Rustic Pathways first came to Malvern to promote a gap-year program for students. Malvern’s relationship with Rustic Pathways grew beyond that five years ago when a service trip scheduled for Honduras had to be cancelled due to political unrest.

“The week [the Rustic Pathways representatives] were coming…I had to cancel Honduras… so like that (snaps) here I am trying to find a place,” said Legner.

So it was by luck that Malvern ended up working with Rustic Pathways for service, according to Legner. “Now they are getting into other service programs, beyond just us,” said Legner.

“Malvern is exactly the example of a relationship that we want to build with other schools,” said Lugosch-Ecker.

When asked about the reputation of Malvern students on the service trips, Lugosch-Ecker laughed for a few seconds. “You always get glowing praise from service leaders…It is clear students get in line with the vision of the company,” she said.

 

Fiji

Fiji was added as a destination when last year’s trip to Jamaica did not meet Legner’s expectations. “The seniors that went had a lot of down time, they would go down into a place and they would say ‘oh we didn’t know you were coming’… You know you can’t travel all that way, and spend all that money and not do work,” said Legner. “So, I said ‘ok, we are done’…I contacted Rustic Pathways and asked for a couple of places.”

“We talked about cost, destinations, and…finally decided on Fiji,” said Legner.
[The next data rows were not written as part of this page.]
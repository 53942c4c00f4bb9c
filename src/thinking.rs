//! Provider/model rule tables that switch chain-of-thought off.
//!
//! Rules are allow-lists: a model that matches nothing gets no extra fields.
//! Some models only "think" as part of their required output, and sending a
//! suppression field they don't understand is a common cause of HTTP 400.

use std::sync::LazyLock;

use regex::Regex;
use serde_json::{Map, Value, json};

use crate::config::ServiceType;

/// Rule-table family a service belongs to.
#[derive(Debug, Clone, Copy, PartialEq, Eq)]
pub enum ProviderFamily {
    Zhipu,
    SiliconFlow,
    Gemini,
    Ollama,
    /// DashScope, DeepSeek, aggregators and custom OpenAI-compatible gateways.
    Gateway,
}

impl ProviderFamily {
    pub fn as_str(&self) -> &'static str {
        match self {
            Self::Zhipu => "zhipu",
            Self::SiliconFlow => "siliconflow",
            Self::Gemini => "gemini",
            Self::Ollama => "ollama",
            Self::Gateway => "gateway",
        }
    }

    /// Classify a provider id by keyword.
    pub fn from_id(provider_id: &str) -> Self {
        let id = provider_id.to_lowercase();
        if id.contains("zhipu") || id.contains("bigmodel") || id == "zai" {
            Self::Zhipu
        } else if id.contains("siliconflow") {
            Self::SiliconFlow
        } else if id.contains("gemini") || id.contains("google") {
            Self::Gemini
        } else if id.contains("ollama") {
            Self::Ollama
        } else {
            Self::Gateway
        }
    }

    /// Resolve the family for a configured service. The id wins; services with
    /// a generic id are recognised by their base URL host.
    pub fn detect(service_id: &str, service_type: ServiceType, base_url: &str) -> Self {
        if service_type == ServiceType::Ollama {
            return Self::Ollama;
        }
        let by_id = Self::from_id(service_id);
        if by_id != Self::Gateway {
            return by_id;
        }
        let url = base_url.to_lowercase();
        if url.contains("bigmodel.cn") || url.contains("z.ai") {
            Self::Zhipu
        } else if url.contains("siliconflow") {
            Self::SiliconFlow
        } else if url.contains("generativelanguage.googleapis.com") {
            Self::Gemini
        } else if url.contains(":11434") {
            Self::Ollama
        } else {
            Self::Gateway
        }
    }
}

#[derive(Debug, Clone, Copy)]
enum Suppression {
    /// `thinking: {type: "disabled"}` (Zhipu).
    ThinkingDisabled,
    /// `enable_thinking: false` (SiliconFlow, DashScope, gateways).
    EnableThinkingFalse,
    /// `reasoning_effort: "none"` (Gemini OpenAI endpoint).
    ReasoningEffortNone,
    /// `think: false` (Ollama).
    ThinkFalse,
    /// Model matched but cannot disable reasoning: send nothing.
    Never,
}

impl Suppression {
    fn fields(self) -> Map<String, Value> {
        let mut map = Map::new();
        match self {
            Self::ThinkingDisabled => {
                map.insert("thinking".into(), json!({"type": "disabled"}));
            }
            Self::EnableThinkingFalse => {
                map.insert("enable_thinking".into(), Value::Bool(false));
            }
            Self::ReasoningEffortNone => {
                map.insert("reasoning_effort".into(), json!("none"));
            }
            Self::ThinkFalse => {
                map.insert("think".into(), Value::Bool(false));
            }
            Self::Never => {}
        }
        map
    }
}

struct Rule {
    matches: Regex,
    exclude: Option<Regex>,
    action: Suppression,
}

impl Rule {
    fn new(pattern: &str, exclude: Option<&str>, action: Suppression) -> Self {
        // Patterns are literals in this file; a bad one is a programming error.
        let compile = |p: &str| Regex::new(&format!("(?i){p}")).expect("valid rule pattern");
        Self {
            matches: compile(pattern),
            exclude: exclude.map(compile),
            action,
        }
    }

    fn apply(&self, model: &str) -> Option<Suppression> {
        if !self.matches.is_match(model) {
            return None;
        }
        if self.exclude.as_ref().is_some_and(|ex| ex.is_match(model)) {
            return None;
        }
        Some(self.action)
    }
}

static ZHIPU_RULES: LazyLock<Vec<Rule>> = LazyLock::new(|| {
    vec![Rule::new(r"glm-4\.5", None, Suppression::ThinkingDisabled)]
});

static SILICONFLOW_RULES: LazyLock<Vec<Rule>> = LazyLock::new(|| {
    let thinking = Some("thinking");
    vec![
        Rule::new(r"qwen3", thinking, Suppression::EnableThinkingFalse),
        Rule::new(r"deepseek-v3\.1", thinking, Suppression::EnableThinkingFalse),
        Rule::new(r"hunyuan", thinking, Suppression::EnableThinkingFalse),
        Rule::new(r"glm-4\.5v", thinking, Suppression::EnableThinkingFalse),
    ]
});

static GEMINI_RULES: LazyLock<Vec<Rule>> = LazyLock::new(|| {
    vec![
        // Checked first: 2.5 Pro rejects any attempt to turn reasoning off.
        Rule::new(r"gemini-2\.5-pro", None, Suppression::Never),
        Rule::new(r"gemini-2\.5-flash", None, Suppression::ReasoningEffortNone),
    ]
});

static OLLAMA_RULES: LazyLock<Vec<Rule>> = LazyLock::new(|| {
    vec![
        Rule::new(r"qwen3", None, Suppression::ThinkFalse),
        Rule::new(r"deepseek-r1", None, Suppression::ThinkFalse),
        Rule::new(r"thinking", None, Suppression::ThinkFalse),
    ]
});

static GATEWAY_RULES: LazyLock<Vec<Rule>> = LazyLock::new(|| {
    let thinking = Some("thinking");
    vec![
        Rule::new(r"qwen3", thinking, Suppression::EnableThinkingFalse),
        Rule::new(r"qwen-(plus|flash|turbo)", thinking, Suppression::EnableThinkingFalse),
        Rule::new(r"deepseek-v3\.[12]", thinking, Suppression::EnableThinkingFalse),
    ]
});

fn rules_for(family: ProviderFamily) -> &'static [Rule] {
    match family {
        ProviderFamily::Zhipu => &ZHIPU_RULES,
        ProviderFamily::SiliconFlow => &SILICONFLOW_RULES,
        ProviderFamily::Gemini => &GEMINI_RULES,
        ProviderFamily::Ollama => &OLLAMA_RULES,
        ProviderFamily::Gateway => &GATEWAY_RULES,
    }
}

/// Extra request fields that disable reasoning for `model_name` on
/// `provider_id`. First matching rule wins; no match returns an empty map.
pub fn build_thinking_suppression(provider_id: &str, model_name: &str) -> Map<String, Value> {
    suppression_for_family(ProviderFamily::from_id(provider_id), model_name)
}

pub fn suppression_for_family(family: ProviderFamily, model_name: &str) -> Map<String, Value> {
    rules_for(family)
        .iter()
        .find_map(|rule| rule.apply(model_name))
        .map(Suppression::fields)
        .unwrap_or_default()
}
Fiji was the first service location ever offered by Rustic Pathways when they first bridged out into the service trip market.
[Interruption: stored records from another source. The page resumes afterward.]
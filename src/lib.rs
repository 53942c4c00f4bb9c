pub mod cancel;
pub mod config;
pub mod debug_log;
pub mod dispatch;
pub mod error;
pub mod payload;
pub mod progress;
pub mod response;
pub mod server;
pub mod telemetry;
pub mod thinking;
pub mod tools;
pub mod url;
“Fiji sounds very exotic. Where they are going is not,” said Legner.

Students will be up in the mountains working with a group of people to build a school. “They are going to be living pretty rustically… there is no electric,” said Legner. Students will be living on a farm and helping with farming for part of the trip.
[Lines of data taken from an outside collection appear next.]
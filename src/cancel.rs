//! Cooperative cancellation: the host-wide interrupt flag, caller tokens and
//! the request-id registry used for out-of-band "cancel this request".

use std::collections::HashMap;
use std::sync::atomic::{AtomicBool, AtomicU64, Ordering};
use std::sync::{Arc, Mutex};
use std::time::Duration;

use tokio::task::JoinSet;
use tokio_util::sync::CancellationToken;

use crate::error::RelayError;

/// Interval between cancellation checks while a request is in flight.
pub const POLL_INTERVAL: Duration = Duration::from_millis(100);

/// Anything the executor can poll to learn that it should stop.
pub trait CancellationSource: Send + Sync {
    fn is_cancelled(&self) -> bool;
}

impl CancellationSource for CancellationToken {
    fn is_cancelled(&self) -> bool {
        CancellationToken::is_cancelled(self)
    }
}

/// Host-wide "execution interrupted" flag. Cheap to clone; all clones share
/// one flag. The executor only reads it.
#[derive(Clone, Default)]
pub struct InterruptFlag(Arc<AtomicBool>);

impl InterruptFlag {
    pub fn new() -> Self {
        Self::default()
    }

    pub fn raise(&self) {
        self.0.store(true, Ordering::SeqCst);
    }

    pub fn clear(&self) {
        self.0.store(false, Ordering::SeqCst);
    }

    pub fn is_raised(&self) -> bool {
        self.0.load(Ordering::SeqCst)
    }
}

impl CancellationSource for InterruptFlag {
    fn is_cancelled(&self) -> bool {
        self.is_raised()
    }
}

/// The set of sources one request watches. Cancelled when any source is.
#[derive(Clone, Default)]
pub struct CancelWatch {
    sources: Vec<Arc<dyn CancellationSource>>,
}

impl CancelWatch {
    pub fn new() -> Self {
        Self::default()
    }

    pub fn with(mut self, source: Arc<dyn CancellationSource>) -> Self {
        self.sources.push(source);
        self
    }

    pub fn with_token(self, token: CancellationToken) -> Self {
        self.with(Arc::new(token))
    }

    pub fn is_cancelled(&self) -> bool {
        self.sources.iter().any(|s| s.is_cancelled())
    }

    /// Resolves once any source reports cancellation. Polls every
    /// `POLL_INTERVAL`; never resolves for an empty watch.
    pub async fn cancelled(&self) {
        loop {
            if self.is_cancelled() {
                return;
            }
            tokio::time::sleep(POLL_INTERVAL).await;
        }
    }
}

/// Result of racing a task against a `CancelWatch`.
#[derive(Debug)]
pub enum Raced<T> {
    Completed(T),
    Cancelled,
}

/// Run `fut` as its own task and race it against `watch`. On cancellation
/// the task is aborted and drained before returning, so nothing it owns
/// (callbacks included) runs afterwards.
pub async fn race<T, F>(fut: F, watch: &CancelWatch) -> Result<Raced<T>, RelayError>
where
    F: Future<Output = T> + Send + 'static,
    T: Send + 'static,
{
    let mut set = JoinSet::new();
    set.spawn(fut);

    let joined = tokio::select! {
        biased;
        () = watch.cancelled() => None,
        joined = set.join_next() => Some(joined),
    };

    match joined {
        None => {
            set.abort_all();
            while set.join_next().await.is_some() {}
            Ok(Raced::Cancelled)
        }
        Some(Some(Ok(value))) => Ok(Raced::Completed(value)),
        Some(Some(Err(e))) => Err(RelayError::Other(format!("request task failed: {e}"))),
        Some(None) => Err(RelayError::Other("request task vanished".to_string())),
    }
}

/// Maps `request_id → token` for requests that accept out-of-band
/// cancellation.
#[derive(Clone, Default)]
pub struct CancelRegistry {
    inner: Arc<Mutex<HashMap<String, Entry>>>,
    next_generation: Arc<AtomicU64>,
}

struct Entry {
    generation: u64,
    token: CancellationToken,
}

impl CancelRegistry {
    pub fn new() -> Self {
        Self::default()
    }

    /// Register `request_id`. The entry lives exactly as long as the returned
    /// guard. Re-registering an id replaces (and cancels) the stale entry.
    pub fn register(&self, request_id: &str) -> Registration {
        let token = CancellationToken::new();
        let generation = self.next_generation.fetch_add(1, Ordering::Relaxed);
        let stale = self.lock().insert(
            request_id.to_string(),
            Entry {
                generation,
                token: token.clone(),
            },
        );
        if let Some(stale) = stale {
            tracing::debug!(request_id, "replacing stale cancel registration");
            stale.token.cancel();
        }
        Registration {
            registry: self.clone(),
            request_id: request_id.to_string(),
            generation,
            token,
        }
    }

    /// Cancel a registered request. Returns false for unknown ids.
    pub fn cancel(&self, request_id: &str) -> bool {
        match self.lock().get(request_id) {
            Some(entry) => {
                entry.token.cancel();
                true
            }
            None => false,
        }
    }

    /// Cancel every registered request.
    pub fn cancel_all(&self) -> usize {
        let map = self.lock();
        for entry in map.values() {
            entry.token.cancel();
        }
        map.len()
    }

    pub fn len(&self) -> usize {
        self.lock().len()
    }

    pub fn is_empty(&self) -> bool {
        self.len() == 0
    }

    pub fn contains(&self, request_id: &str) -> bool {
        self.lock().contains_key(request_id)
    }

    fn lock(&self) -> std::sync::MutexGuard<'_, HashMap<String, Entry>> {
        // A poisoned map is still structurally valid.
        self.inner.lock().unwrap_or_else(|e| e.into_inner())
    }
}

/// RAII handle for a registered request. Dropping it removes the entry, so
/// completion, cancellation and error paths all clean up.
pub struct Registration {
    registry: CancelRegistry,
    request_id: String,
    generation: u64,
    token: CancellationToken,
}

impl Registration {
    pub fn token(&self) -> CancellationToken {
        self.token.clone()
    }

    pub fn request_id(&self) -> &str {
        &self.request_id
    }
}

impl Drop for Registration {
    fn drop(&mut self) {
        let mut map = self.registry.lock();
        // Only remove our own entry; a re-registration may have replaced it.
        if map
            .get(&self.request_id)
            .is_some_and(|e| e.generation == self.generation)
        {
            map.remove(&self.request_id);
        }
    }
}

#[cfg(test)]
mod tests {
    use super::*;

    #[test]
    fn registration_removed_on_drop() {
        let registry = CancelRegistry::new();
        {
            let reg = registry.register("req-1");
            assert!(registry.contains("req-1"));
            assert!(registry.cancel("req-1"));
            assert!(reg.token().is_cancelled());
        }
        assert!(registry.is_empty());
        assert!(!registry.cancel("req-1"));
    }

    #[test]
    fn stale_guard_does_not_remove_replacement() {
        let registry = CancelRegistry::new();
        let first = registry.register("dup");
        let second = registry.register("dup");
        assert!(first.token().is_cancelled(), "replaced entry is cancelled");
        drop(first);
        assert!(registry.contains("dup"));
        drop(second);
        assert!(registry.is_empty());
    }

    #[test]
    fn watch_combines_sources() {
        let flag = InterruptFlag::new();
        let token = CancellationToken::new();
        let watch = CancelWatch::new()
            .with(Arc::new(flag.clone()))
            .with_token(token.clone());
        assert!(!watch.is_cancelled());
        flag.raise();
        assert!(watch.is_cancelled());
        flag.clear();
        token.cancel();
        assert!(watch.is_cancelled());
    }

    #[tokio::test]
    async fn cancelled_resolves_within_poll_interval() {
        let token = CancellationToken::new();
        let watch = CancelWatch::new().with_token(token.clone());
        let trigger = token.clone();
        tokio::spawn(async move {
            tokio::time::sleep(Duration::from_millis(50)).await;
            trigger.cancel();
        });
        let waited = tokio::time::timeout(Duration::from_secs(2), watch.cancelled()).await;
        assert!(waited.is_ok());
    }

    #[test]
    fn cancel_all_reaches_every_entry() {
        let registry = CancelRegistry::new();
        let a = registry.register("a");
        let b = registry.register("b");
        assert_eq!(registry.cancel_all(), 2);
        assert!(a.token().is_cancelled() && b.token().is_cancelled());
    }

    #[tokio::test]
    async fn race_returns_completed_value() {
        let watch = CancelWatch::new();
        let out = race(async { 7 }, &watch).await.unwrap();
        assert!(matches!(out, Raced::Completed(7)));
    }

    #[tokio::test]
    async fn race_aborts_task_on_cancel() {
        let token = CancellationToken::new();
        let watch = CancelWatch::new().with_token(token.clone());
        let finished = Arc::new(AtomicBool::new(false));
        let flag = finished.clone();
        let trigger = token.clone();
        tokio::spawn(async move {
            tokio::time::sleep(Duration::from_millis(30)).await;
            trigger.cancel();
        });
        let out = race(
            async move {
                tokio::time::sleep(Duration::from_secs(30)).await;
                flag.store(true, Ordering::SeqCst);
            },
            &watch,
        )
        .await
        .unwrap();
        assert!(matches!(out, Raced::Cancelled));
        assert!(!finished.load(Ordering::SeqCst));
    }
}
Later students will visit the bay area, but they will not be staying at a resort. They will be staying at a Rustic Pathways building.

According to Legner, there will be other students there doing summer program activities, but Malvern students will be doing service work. “Our guys are going to go out into the community.. teaching English, working at a school, helping to build… They will have a day on the beach, a kind of island hopping thing on a boat.”

Selecting Service Destinations

Legner recognizes that many of the service destinations are vacation hotspots.

“Most of them are resort destinations. We don’t go to the resort destinations. Look at any of the places we go to and there is a third-world component to those countries,” said Legner.

“Dominican Republic we work with slaves…that’s where we go. Costa Rica, you think ‘ah it’s paradise. It is, but not where we go. They go up into the mountains, nowhere near the ocean,” said Legner. “In South Africa, they are going to go on a safari and that is going to be great… but where they are working is third-world. Practically all of them live in huts…about 15-20 feet around. One room, dirt floor…no electric no plumbing.”

“I like to have contact with people. That is number one with Rustic Pathways and with Augustinians; that our guys have to have contact with the local people,” said Legner.

“It is not about stuff…that’s a lesson, and I could tell you about it and you could print it in the newspaper, but they aren’t going to believe it until they go and see it,” said Legner. “I want them to see these people living in these horrible conditions we could never think of, and see that they are happy.”

Legner hopes that students will count the service trips as one of the best experiences of their lives.

“My hope is that they get it. We did nothing to get born into the families that we did. You could have been very easily been born in Chulucanas, Peru and be living on a dollar day, if you had that, but you weren’t and we have a responsibility to help those people,” said Legner.

“We come back to our nice houses…but they dont. They stay, and what I am hoping for is that we are the ones that are changed.”